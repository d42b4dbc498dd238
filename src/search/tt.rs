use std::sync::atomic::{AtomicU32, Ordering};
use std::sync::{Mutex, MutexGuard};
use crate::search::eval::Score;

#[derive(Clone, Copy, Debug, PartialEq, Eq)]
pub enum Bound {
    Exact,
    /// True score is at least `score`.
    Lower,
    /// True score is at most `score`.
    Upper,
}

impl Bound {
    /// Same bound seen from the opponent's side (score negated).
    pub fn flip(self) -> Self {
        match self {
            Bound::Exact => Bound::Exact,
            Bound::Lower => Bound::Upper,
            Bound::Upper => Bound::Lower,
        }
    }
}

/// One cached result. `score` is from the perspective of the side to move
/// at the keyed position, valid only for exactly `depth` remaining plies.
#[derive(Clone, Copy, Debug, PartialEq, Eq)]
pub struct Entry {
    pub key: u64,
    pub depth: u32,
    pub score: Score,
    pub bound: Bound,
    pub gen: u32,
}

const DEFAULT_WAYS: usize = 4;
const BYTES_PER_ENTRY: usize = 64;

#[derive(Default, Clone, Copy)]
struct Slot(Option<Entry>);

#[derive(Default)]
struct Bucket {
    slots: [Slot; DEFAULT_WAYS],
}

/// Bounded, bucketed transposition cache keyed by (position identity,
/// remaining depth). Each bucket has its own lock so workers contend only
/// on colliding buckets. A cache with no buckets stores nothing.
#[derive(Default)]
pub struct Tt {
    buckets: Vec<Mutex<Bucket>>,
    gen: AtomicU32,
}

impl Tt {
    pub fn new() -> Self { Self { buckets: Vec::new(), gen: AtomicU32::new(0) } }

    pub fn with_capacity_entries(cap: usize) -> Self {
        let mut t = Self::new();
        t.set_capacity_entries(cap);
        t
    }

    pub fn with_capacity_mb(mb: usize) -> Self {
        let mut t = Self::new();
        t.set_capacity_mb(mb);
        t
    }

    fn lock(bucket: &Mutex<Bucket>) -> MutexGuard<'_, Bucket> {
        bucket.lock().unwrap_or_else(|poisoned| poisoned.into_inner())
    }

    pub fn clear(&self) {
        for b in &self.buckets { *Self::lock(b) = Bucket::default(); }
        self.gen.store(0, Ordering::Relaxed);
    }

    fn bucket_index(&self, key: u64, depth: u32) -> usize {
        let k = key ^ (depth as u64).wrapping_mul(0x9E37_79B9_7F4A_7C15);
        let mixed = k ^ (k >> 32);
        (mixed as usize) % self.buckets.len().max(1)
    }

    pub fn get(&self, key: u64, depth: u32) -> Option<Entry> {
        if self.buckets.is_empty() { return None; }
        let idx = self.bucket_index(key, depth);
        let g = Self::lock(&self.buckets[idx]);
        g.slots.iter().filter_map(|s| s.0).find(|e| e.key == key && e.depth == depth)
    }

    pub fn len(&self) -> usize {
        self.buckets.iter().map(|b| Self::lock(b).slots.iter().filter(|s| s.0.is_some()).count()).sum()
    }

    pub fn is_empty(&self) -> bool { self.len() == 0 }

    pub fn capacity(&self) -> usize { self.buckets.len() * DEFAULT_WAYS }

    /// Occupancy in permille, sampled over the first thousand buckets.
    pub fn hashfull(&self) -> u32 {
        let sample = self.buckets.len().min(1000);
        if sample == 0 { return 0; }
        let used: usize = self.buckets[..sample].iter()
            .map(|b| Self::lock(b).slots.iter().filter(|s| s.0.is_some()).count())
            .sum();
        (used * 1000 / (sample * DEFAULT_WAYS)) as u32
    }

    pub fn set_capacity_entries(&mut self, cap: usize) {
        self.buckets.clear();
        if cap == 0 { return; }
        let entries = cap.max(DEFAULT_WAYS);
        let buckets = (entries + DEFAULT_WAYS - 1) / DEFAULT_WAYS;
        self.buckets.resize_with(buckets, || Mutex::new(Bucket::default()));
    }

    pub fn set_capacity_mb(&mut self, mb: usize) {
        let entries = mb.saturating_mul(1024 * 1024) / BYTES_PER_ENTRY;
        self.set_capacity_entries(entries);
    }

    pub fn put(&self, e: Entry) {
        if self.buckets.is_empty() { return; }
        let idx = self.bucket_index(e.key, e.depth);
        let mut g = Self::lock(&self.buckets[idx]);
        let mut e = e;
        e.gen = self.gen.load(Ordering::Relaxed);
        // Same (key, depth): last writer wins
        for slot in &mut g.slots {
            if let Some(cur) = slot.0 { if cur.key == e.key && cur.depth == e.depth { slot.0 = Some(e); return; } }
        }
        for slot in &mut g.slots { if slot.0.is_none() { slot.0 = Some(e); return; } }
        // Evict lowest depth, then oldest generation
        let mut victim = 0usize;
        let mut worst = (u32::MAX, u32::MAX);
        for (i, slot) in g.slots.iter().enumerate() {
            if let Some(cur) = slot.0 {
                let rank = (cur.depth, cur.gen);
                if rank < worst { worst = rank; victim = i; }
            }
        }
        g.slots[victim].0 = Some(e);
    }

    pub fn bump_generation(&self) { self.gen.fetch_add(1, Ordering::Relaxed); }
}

========

EXERCISE DETAILS:
Please find the lines in the data that contain the word "remaining" and copy them.

ANSWER SECTION:
/// at the keyed position, valid only for exactly `depth` remaining plies.
/// remaining depth). Each bucket has its own lock so workers contend only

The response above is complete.